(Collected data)

impl Presentation for WgpuPresentation {
    fn create_render_targets(&mut self, width: u32, height: u32) -> Result<RenderTargets, CompositionError> {
        let max = self.gpu.device.limits().max_texture_dimension_2d;
        if width == 0 || height == 0 || width > max || height > max {
            return Err(CompositionError::TargetAllocation {
                width,
                height,
                reason: format!("dimensions must be within 1..={max}"),
            });
        }

        let fbo = self.create_framebuffer(width, height, self.init.msaa_samples.max(1), true);
        let resolve_fbo = self.create_framebuffer(width, height, 1, false);
        let tex = TextureId(self.alloc());
        let depth_tex = TextureId(self.alloc());
        self.textures.insert(tex, resolve_fbo);

        log::debug!("allocated {width}x{height} targets {fbo:?}/{resolve_fbo:?}");
        Ok(RenderTargets {
            fbo,
            resolve_fbo,
            tex,
            depth_tex,
            width,
            height,
        })
    }

    fn destroy_render_targets(&mut self, targets: &RenderTargets) {
        self.framebuffers.remove(&targets.fbo);
        self.framebuffers.remove(&targets.resolve_fbo);
        self.textures.remove(&targets.tex);
    }

    fn clear(&mut self, fbo: FramebufferId, color: [f32; 4]) -> Result<(), CompositionError> {
        let fb = self.framebuffer(fbo)?;
        let [r, g, b, a] = color.map(f64::from);

        let mut encoder = self.encoder("vesper clear");
        {
            let _rpass = encoder.begin_render_pass(&wgpu::RenderPassDescriptor {
                label: Some("vesper clear pass"),
                color_attachments: &[Some(wgpu::RenderPassColorAttachment {
                    view: &fb.view,
                    resolve_target: None,
                    ops: wgpu::Operations {
                        load: wgpu::LoadOp::Clear(wgpu::Color { r, g, b, a }),
                        store: wgpu::StoreOp::Store,
                    },
                    depth_slice: None,
                })],
                depth_stencil_attachment: fb.depth.as_ref().map(|(_, view)| {
                    wgpu::RenderPassDepthStencilAttachment {
                        view,
                        depth_ops: Some(wgpu::Operations {
                            load: wgpu::LoadOp::Clear(1.0),
                            store: wgpu::StoreOp::Store,
                        }),
                        stencil_ops: None,
                    }
                }),
                timestamp_writes: None,
                occlusion_query_set: None,
                multiview_mask: None,
            });
        }
        self.gpu.submit(encoder);
        Ok(())
    }

    fn blit(&mut self, src: FramebufferId, dst: BlitTarget, region: BlitRegion) -> Result<(), CompositionError> {
        let (samples, src_width, src_height) = {
            let s = self.framebuffer(src)?;
            (s.samples, s.width, s.height)
        };
        if samples > 1 {
            return self.resolve(src, dst, region);
        }

        let format = match dst {
            BlitTarget::Framebuffer(id) => self.framebuffer(id)?.format,
            BlitTarget::Surface(id) => {
                self.surfaces
                    .get(&id)
                    .ok_or(CompositionError::UnknownSurface(id))?
                    .config
                    .format
            }
        };
        self.blit.ensure(&self.gpu.device, format);

        let uniform = BlitUniform {
            uv_scale: [
                region.src_width as f32 / src_width.max(1) as f32,
                region.src_height as f32 / src_height.max(1) as f32,
            ],
            _pad: [0.0; 2],
        };
        let src_view = &self
            .framebuffers
            .get(&src)
            .ok_or(CompositionError::UnknownFramebuffer(src))?
            .view;
        let bind_group = self
            .blit
            .bind(&self.gpu.device, src_view, bytemuck::bytes_of(&uniform));

        // Surface targets are acquired lazily and held until the swap.
        let (dst_view, load) = match dst {
            BlitTarget::Framebuffer(id) => (
                &self
                    .framebuffers
                    .get(&id)
                    .ok_or(CompositionError::UnknownFramebuffer(id))?
                    .view,
                wgpu::LoadOp::Load,
            ),
            BlitTarget::Surface(id) => {
                let slot = self
                    .surfaces
                    .get_mut(&id)
                    .ok_or(CompositionError::UnknownSurface(id))?;
                let view = slot
                    .acquire(&self.gpu.device)
                    .map_err(|reason| CompositionError::Surface { surface: id, reason })?;
                (view, wgpu::LoadOp::Clear(wgpu::Color::BLACK))
            }
        };
        let Some(pipeline) = self.blit.get(format) else {
            return Err(CompositionError::Submit(format!("no blit pipeline for {format:?}")));
        };

        let mut encoder = self
            .gpu
            .device
            .create_command_encoder(&wgpu::CommandEncoderDescriptor {
                label: Some("vesper blit"),
            });
        {
            let mut rpass = encoder.begin_render_pass(&wgpu::RenderPassDescriptor {
                label: Some("vesper blit pass"),
                color_attachments: &[Some(wgpu::RenderPassColorAttachment {
                    view: dst_view,
                    resolve_target: None,
                    ops: wgpu::Operations {
                        load,
                        store: wgpu::StoreOp::Store,
                    },
                    depth_slice: None,
                })],
                depth_stencil_attachment: None,
                timestamp_writes: None,
                occlusion_query_set: None,
                multiview_mask: None,
            });
            rpass.set_pipeline(pipeline);
            rpass.set_bind_group(0, &bind_group, &[]);
            rpass.set_viewport(
                0.0,
                0.0,
                region.dst_width.max(1) as f32,
                region.dst_height.max(1) as f32,
                0.0,
                1.0,
            );
            rpass.draw(0..self.blit.vertex_count(), 0..1);
        }
        self.gpu.queue.submit(std::iter::once(encoder.finish()));
        Ok(())
    }

    fn compose_layers(&mut self, dst: FramebufferId, layers: &[ResolvedLayer], xr: &XrFrame) -> Result<(), CompositionError> {
        let (format, width, height) = {
            let d = self.framebuffer(dst)?;
            (d.format, d.width, d.height)
        };
        self.layer.ensure(&self.gpu.device, format);

        let mut draws = Vec::new();
        for layer in layers {
            let fbo = self
                .textures
                .get(&layer.texture)
                .copied()
                .ok_or_else(|| CompositionError::Submit(format!("unknown layer texture {:?}", layer.texture)))?;
            let src_view = &self.framebuffer(fbo)?.view;
            for draw in layer_draws(layer, xr, width, height) {
                let uniform = LayerUniform {
                    mvp: draw.mvp,
                    uv_rect: draw.uv_rect,
                };
                let bind_group = self
                    .layer
                    .bind(&self.gpu.device, src_view, bytemuck::bytes_of(&uniform));
                draws.push((draw.viewport, bind_group));
            }
        }

        let Some(pipeline) = self.layer.get(format) else {
            return Err(CompositionError::Submit(format!("no layer pipeline for {format:?}")));
        };
        let dst_view = &self.framebuffer(dst)?.view;

        let mut encoder = self.encoder("vesper layers");
        {
            let mut rpass = encoder.begin_render_pass(&wgpu::RenderPassDescriptor {
                label: Some("vesper layer pass"),
                color_attachments: &[Some(wgpu::RenderPassColorAttachment {
                    view: dst_view,
                    resolve_target: None,
                    ops: wgpu::Operations {
                        load: wgpu::LoadOp::Clear(wgpu::Color::TRANSPARENT),
                        store: wgpu::StoreOp::Store,
                    },
                    depth_slice: None,
                })],
                depth_stencil_attachment: None,
                timestamp_writes: None,
                occlusion_query_set: None,
                multiview_mask: None,
            });
            rpass.set_pipeline(pipeline);
            for ([x, y, w, h], bind_group) in &draws {
                rpass.set_viewport(*x, *y, *w, *h, 0.0, 1.0);
                rpass.set_bind_group(0, bind_group, &[]);
                rpass.draw(0..self.layer.vertex_count(), 0..1);
            }
        }
        self.gpu.submit(encoder);
        Ok(())
    }

    fn surface_size(&self, surface: SurfaceId) -> Option<(u32, u32)> {
        self.surfaces
            .get(&surface)
            .map(|s| (s.size.width, s.size.height))
    }

    fn is_visible(&self, surface: SurfaceId) -> bool {
        self.surfaces
            .get(&surface)
            .is_some_and(|s| s.visible && s.size.width > 0 && s.size.height > 0)
    }

    fn swap_buffers(&mut self, surface: SurfaceId) -> Result<(), CompositionError> {
        let slot = self
            .surfaces
            .get_mut(&surface)
            .ok_or(CompositionError::UnknownSurface(surface))?;
        if let Some(frame) = slot.frame.take() {
            slot.window.pre_present_notify();
            frame.surface_texture.present();
        }
        Ok(())
    }

    fn poll_events(&mut self) -> Vec<HostEvent> {
        std::mem::take(&mut self.events)
    }
}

* [What the exercise asks] Look for the word "vesper" in the records above, count the lines that hold it, and give only that number.

* [Result of the exercise] 6